Dataset entries:

▽

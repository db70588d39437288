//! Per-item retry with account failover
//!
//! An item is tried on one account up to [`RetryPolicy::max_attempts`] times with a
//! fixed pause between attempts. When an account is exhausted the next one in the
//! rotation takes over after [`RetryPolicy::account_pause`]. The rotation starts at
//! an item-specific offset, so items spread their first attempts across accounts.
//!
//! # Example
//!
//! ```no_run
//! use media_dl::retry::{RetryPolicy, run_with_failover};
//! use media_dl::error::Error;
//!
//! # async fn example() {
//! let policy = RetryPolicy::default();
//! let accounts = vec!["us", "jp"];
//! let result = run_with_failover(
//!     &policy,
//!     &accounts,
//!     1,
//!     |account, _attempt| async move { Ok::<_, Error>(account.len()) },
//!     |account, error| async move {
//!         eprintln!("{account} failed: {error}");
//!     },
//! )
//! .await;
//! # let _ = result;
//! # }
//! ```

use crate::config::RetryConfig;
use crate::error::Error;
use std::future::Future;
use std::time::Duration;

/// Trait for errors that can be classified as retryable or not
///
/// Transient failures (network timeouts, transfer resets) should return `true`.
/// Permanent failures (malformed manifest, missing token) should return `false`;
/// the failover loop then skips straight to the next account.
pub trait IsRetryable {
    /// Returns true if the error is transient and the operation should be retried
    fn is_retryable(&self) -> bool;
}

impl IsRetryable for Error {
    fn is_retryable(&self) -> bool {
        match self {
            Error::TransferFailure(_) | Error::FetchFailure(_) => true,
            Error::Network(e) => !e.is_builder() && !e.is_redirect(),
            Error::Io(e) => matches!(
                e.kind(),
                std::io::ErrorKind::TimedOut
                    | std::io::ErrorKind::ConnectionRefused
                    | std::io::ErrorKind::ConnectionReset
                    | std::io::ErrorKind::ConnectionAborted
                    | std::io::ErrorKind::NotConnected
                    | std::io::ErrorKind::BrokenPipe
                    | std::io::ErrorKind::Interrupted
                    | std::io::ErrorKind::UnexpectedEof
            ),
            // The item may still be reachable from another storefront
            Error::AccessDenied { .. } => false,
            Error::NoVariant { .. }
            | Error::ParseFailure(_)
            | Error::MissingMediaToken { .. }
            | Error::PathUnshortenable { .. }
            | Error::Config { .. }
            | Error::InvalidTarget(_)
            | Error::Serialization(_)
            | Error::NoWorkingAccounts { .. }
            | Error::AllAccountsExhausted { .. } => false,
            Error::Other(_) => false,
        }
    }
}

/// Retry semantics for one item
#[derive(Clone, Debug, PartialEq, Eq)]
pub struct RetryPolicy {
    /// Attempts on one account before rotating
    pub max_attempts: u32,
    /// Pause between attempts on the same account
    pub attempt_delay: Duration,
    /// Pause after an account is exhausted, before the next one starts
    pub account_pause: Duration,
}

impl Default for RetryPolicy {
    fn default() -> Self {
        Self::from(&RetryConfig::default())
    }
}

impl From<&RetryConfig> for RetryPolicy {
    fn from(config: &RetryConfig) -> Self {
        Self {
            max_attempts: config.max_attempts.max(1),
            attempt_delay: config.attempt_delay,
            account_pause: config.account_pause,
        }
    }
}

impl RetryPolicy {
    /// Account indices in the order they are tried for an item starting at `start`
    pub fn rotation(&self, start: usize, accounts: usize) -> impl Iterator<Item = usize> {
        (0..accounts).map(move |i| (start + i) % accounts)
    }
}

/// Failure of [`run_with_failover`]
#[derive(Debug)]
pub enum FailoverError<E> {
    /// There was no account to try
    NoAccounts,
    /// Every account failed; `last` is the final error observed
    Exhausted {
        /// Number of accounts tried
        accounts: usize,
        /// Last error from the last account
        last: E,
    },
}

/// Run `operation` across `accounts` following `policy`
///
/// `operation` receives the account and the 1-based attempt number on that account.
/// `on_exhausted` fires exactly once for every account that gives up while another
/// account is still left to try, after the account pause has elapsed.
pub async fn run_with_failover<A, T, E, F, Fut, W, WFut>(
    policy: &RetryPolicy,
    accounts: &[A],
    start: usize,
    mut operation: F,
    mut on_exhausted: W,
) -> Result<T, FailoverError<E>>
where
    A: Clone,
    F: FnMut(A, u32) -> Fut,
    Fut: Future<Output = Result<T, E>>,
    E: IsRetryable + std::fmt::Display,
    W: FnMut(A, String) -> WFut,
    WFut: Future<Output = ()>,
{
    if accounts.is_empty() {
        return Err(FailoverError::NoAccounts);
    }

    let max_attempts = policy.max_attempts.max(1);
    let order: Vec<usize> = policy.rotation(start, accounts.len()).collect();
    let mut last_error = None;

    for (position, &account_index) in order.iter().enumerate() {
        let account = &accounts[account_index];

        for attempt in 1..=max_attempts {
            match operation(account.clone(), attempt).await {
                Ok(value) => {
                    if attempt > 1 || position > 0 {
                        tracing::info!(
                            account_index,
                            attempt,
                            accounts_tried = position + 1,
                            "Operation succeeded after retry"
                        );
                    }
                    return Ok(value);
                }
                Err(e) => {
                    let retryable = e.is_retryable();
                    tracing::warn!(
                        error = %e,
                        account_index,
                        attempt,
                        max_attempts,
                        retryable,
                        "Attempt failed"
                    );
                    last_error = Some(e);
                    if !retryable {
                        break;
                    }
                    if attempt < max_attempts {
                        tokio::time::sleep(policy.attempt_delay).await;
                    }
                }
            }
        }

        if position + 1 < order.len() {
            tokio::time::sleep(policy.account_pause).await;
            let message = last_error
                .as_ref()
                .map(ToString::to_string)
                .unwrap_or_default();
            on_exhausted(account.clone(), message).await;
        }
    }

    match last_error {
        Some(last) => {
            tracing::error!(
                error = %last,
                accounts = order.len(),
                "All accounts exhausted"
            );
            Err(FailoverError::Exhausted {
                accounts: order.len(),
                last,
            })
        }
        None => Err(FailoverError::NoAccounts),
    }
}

△

▶ Your goal:
From the first line to the last, restate the data above exactly.

▶ Expected answer:
repository db70588d39437288
//! Per-item retry with account failover
//!
//! An item is tried on one account up to [`RetryPolicy::max_attempts`] times with a
//! fixed pause between attempts. When an account is exhausted the next one in the
//! rotation takes over after [`RetryPolicy::account_pause`]. The rotation starts at
//! an item-specific offset, so items spread their first attempts across accounts.
//!
//! # Example
//!
//! ```no_run
//! use media_dl::retry::{RetryPolicy, run_with_failover};
//! use media_dl::error::Error;
//!
//! # async fn example() {
//! let policy = RetryPolicy::default();
//! let accounts = vec!["us", "jp"];
//! let result = run_with_failover(
//!     &policy,
//!     &accounts,
//!     1,
//!     |account, _attempt| async move { Ok::<_, Error>(account.len()) },
//!     |account, error| async move {
//!         eprintln!("{account} failed: {error}");
//!     },
//! )
//! .await;
//! # let _ = result;
//! # }
//! ```

use crate::config::RetryConfig;
use crate::error::Error;
use std::future::Future;
use std::time::Duration;

/// Trait for errors that can be classified as retryable or not
///
/// Transient failures (network timeouts, transfer resets) should return `true`.
/// Permanent failures (malformed manifest, missing token) should return `false`;
/// the failover loop then skips straight to the next account.
pub trait IsRetryable {
    /// Returns true if the error is transient and the operation should be retried
    fn is_retryable(&self) -> bool;
}

impl IsRetryable for Error {
    fn is_retryable(&self) -> bool {
        match self {
            Error::TransferFailure(_) | Error::FetchFailure(_) => true,
            Error::Network(e) => !e.is_builder() && !e.is_redirect(),
            Error::Io(e) => matches!(
                e.kind(),
                std::io::ErrorKind::TimedOut
                    | std::io::ErrorKind::ConnectionRefused
                    | std::io::ErrorKind::ConnectionReset
                    | std::io::ErrorKind::ConnectionAborted
                    | std::io::ErrorKind::NotConnected
                    | std::io::ErrorKind::BrokenPipe
                    | std::io::ErrorKind::Interrupted
                    | std::io::ErrorKind::UnexpectedEof
            ),
            // The item may still be reachable from another storefront
            Error::AccessDenied { .. } => false,
            Error::NoVariant { .. }
            | Error::ParseFailure(_)
            | Error::MissingMediaToken { .. }
            | Error::PathUnshortenable { .. }
            | Error::Config { .. }
            | Error::InvalidTarget(_)
            | Error::Serialization(_)
            | Error::NoWorkingAccounts { .. }
            | Error::AllAccountsExhausted { .. } => false,
            Error::Other(_) => false,
        }
    }
}

/// Retry semantics for one item
#[derive(Clone, Debug, PartialEq, Eq)]
pub struct RetryPolicy {
    /// Attempts on one account before rotating
    pub max_attempts: u32,
    /// Pause between attempts on the same account
    pub attempt_delay: Duration,
    /// Pause after an account is exhausted, before the next one starts
    pub account_pause: Duration,
}

impl Default for RetryPolicy {
    fn default() -> Self {
        Self::from(&RetryConfig::default())
    }
}

impl From<&RetryConfig> for RetryPolicy {
    fn from(config: &RetryConfig) -> Self {
        Self {
            max_attempts: config.max_attempts.max(1),
            attempt_delay: config.attempt_delay,
            account_pause: config.account_pause,
        }
    }
}

impl RetryPolicy {
    /// Account indices in the order they are tried for an item starting at `start`
    pub fn rotation(&self, start: usize, accounts: usize) -> impl Iterator<Item = usize> {
        (0..accounts).map(move |i| (start + i) % accounts)
    }
}

/// Failure of [`run_with_failover`]
#[derive(Debug)]
pub enum FailoverError<E> {
    /// There was no account to try
    NoAccounts,
    /// Every account failed; `last` is the final error observed
    Exhausted {
        /// Number of accounts tried
        accounts: usize,
        /// Last error from the last account
        last: E,
    },
}

/// Run `operation` across `accounts` following `policy`
///
/// `operation` receives the account and the 1-based attempt number on that account.
/// `on_exhausted` fires exactly once for every account that gives up while another
/// account is still left to try, after the account pause has elapsed.
pub async fn run_with_failover<A, T, E, F, Fut, W, WFut>(
    policy: &RetryPolicy,
    accounts: &[A],
    start: usize,
    mut operation: F,
    mut on_exhausted: W,
) -> Result<T, FailoverError<E>>
where
    A: Clone,
    F: FnMut(A, u32) -> Fut,
    Fut: Future<Output = Result<T, E>>,
    E: IsRetryable + std::fmt::Display,
    W: FnMut(A, String) -> WFut,
    WFut: Future<Output = ()>,
{
    if accounts.is_empty() {
        return Err(FailoverError::NoAccounts);
    }

    let max_attempts = policy.max_attempts.max(1);
    let order: Vec<usize> = policy.rotation(start, accounts.len()).collect();
    let mut last_error = None;

    for (position, &account_index) in order.iter().enumerate() {
        let account = &accounts[account_index];

        for attempt in 1..=max_attempts {
            match operation(account.clone(), attempt).await {
                Ok(value) => {
                    if attempt > 1 || position > 0 {
                        tracing::info!(
                            account_index,
                            attempt,
                            accounts_tried = position + 1,
                            "Operation succeeded after retry"
                        );
                    }
                    return Ok(value);
                }
                Err(e) => {
                    let retryable = e.is_retryable();
                    tracing::warn!(
                        error = %e,
                        account_index,
                        attempt,
                        max_attempts,
                        retryable,
                        "Attempt failed"
                    );
                    last_error = Some(e);
                    if !retryable {
                        break;
                    }
                    if attempt < max_attempts {
                        tokio::time::sleep(policy.attempt_delay).await;
                    }
                }
            }
        }

        if position + 1 < order.len() {
            tokio::time::sleep(policy.account_pause).await;
            let message = last_error
                .as_ref()
                .map(ToString::to_string)
                .unwrap_or_default();
            on_exhausted(account.clone(), message).await;
        }
    }

    match last_error {
        Some(last) => {
            tracing::error!(
                error = %last,
                accounts = order.len(),
                "All accounts exhausted"
            );
            Err(FailoverError::Exhausted {
                accounts: order.len(),
                last,
            })
        }
        None => Err(FailoverError::NoAccounts),
    }
}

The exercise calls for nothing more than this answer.